I know you're just making a point, but to the people who actually are all tinfoil hat, this whole conversation to shift to whether or not you should even use email as a method of communicating.
A mischaracterization (and, given your tone, probably intentionally so).
A useful mail system has value to me. It outweighs the (in my mind vastly overhyped) dangers of Google doing something nefarious with my data. If you disagree, you're welcome to run your own mail server. Nobody's stopping you.
> 1. Rich webmail is an absolute must for me. I use too many different computers from too many different places for anything else to be remotely practical at this point.
That's what IMAP is for. If these are computers you don't directly control, then I'd say any downsides of using gmail pale in comparison to the security implications inherent in your usage model.
[edit] Can't say I understand the negative downvotes. Maybe I inadvertently denigrated people's preference for webmail over mutt/mail.app/etc?
Regardless, the fact is that if you're utilizing webmail for remote e-mail access on shared computers, then there are much more significant risk scenarios at play than those of gmail.
Secure webmail access over HTTPS is in theory just as strong as IMAP access can be made to be.

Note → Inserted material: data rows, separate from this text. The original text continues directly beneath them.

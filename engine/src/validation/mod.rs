// Field validation rules.
//
// Each validator checks its rules in order and reports the first one that
// fails. Nothing here panics: every parse failure is a `FieldError`.
//
// | kind       | rule 1    | rule 2                              | rule 3      |
// |------------|-----------|-------------------------------------|-------------|
// | amount     | non-empty | integer once `,` separators removed | > 0         |
// | day count  | non-empty | ASCII digits only                   | > 0         |
//
// Amounts and day counts above `MAX_EXACT_INTEGER` are `Invalid`: the
// calculators work in `f64`, which holds integers exactly only up to 2^53 - 1.
// | percentage | non-empty | floating-point number               | in (0, 100] |
use std::num::NonZeroU64;

use shared::utils::number_format;

use crate::error::FieldError;
use crate::models::Percentage;

/// Largest integer every `f64` step of the calculators represents exactly.
pub const MAX_EXACT_INTEGER: u64 = 9_007_199_254_740_991;

pub fn validate_amount(value: &str) -> Result<NonZeroU64, FieldError> {
    if value.is_empty() {
        return Err(FieldError::Required);
    }
    let parsed = number_format::strip_input_grouping(value)
        .parse::<i64>()
        .map_err(|_| FieldError::Invalid)?;
    let amount = u64::try_from(parsed)
        .ok()
        .and_then(NonZeroU64::new)
        .ok_or(FieldError::NotPositive)?;
    if amount.get() > MAX_EXACT_INTEGER {
        return Err(FieldError::Invalid);
    }
    Ok(amount)
}

pub fn validate_day_count(value: &str) -> Result<NonZeroU64, FieldError> {
    if value.is_empty() {
        return Err(FieldError::Required);
    }
    if !value.bytes().all(|b| b.is_ascii_digit()) {
        return Err(FieldError::Invalid);
    }
    // Only digits remain, so a parse failure means overflow.
    let parsed = value.parse::<u64>().map_err(|_| FieldError::Invalid)?;
    let days = NonZeroU64::new(parsed).ok_or(FieldError::NotPositive)?;
    if days.get() > MAX_EXACT_INTEGER {
        return Err(FieldError::Invalid);
    }
    Ok(days)
}

pub fn validate_percentage(value: &str) -> Result<Percentage, FieldError> {
    if value.is_empty() {
        return Err(FieldError::Required);
    }
    let parsed = value.parse::<f64>().map_err(|_| FieldError::Invalid)?;
    if !parsed.is_finite() {
        return Err(FieldError::Invalid);
    }
    Percentage::new(parsed).ok_or(FieldError::OutOfRange)
}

Of course, by using untrusted hardware you are exposing yourself to various circumventions of the security protocols, but that's just as true of IMAP as it is of HTTPS.
In fact, IMAP is probably slightly worse since it does actually download messages to the local machine by default, where they must be explicitly cleaned up.
2. No open source webmail servers that I've seen come close to Gmail's functionality, and I don't have time to write one that is.
3. Even if there was/I did, I couldn't get the spam filtering to anything like Google's level even in theory since I don't have nearly as much data to work on.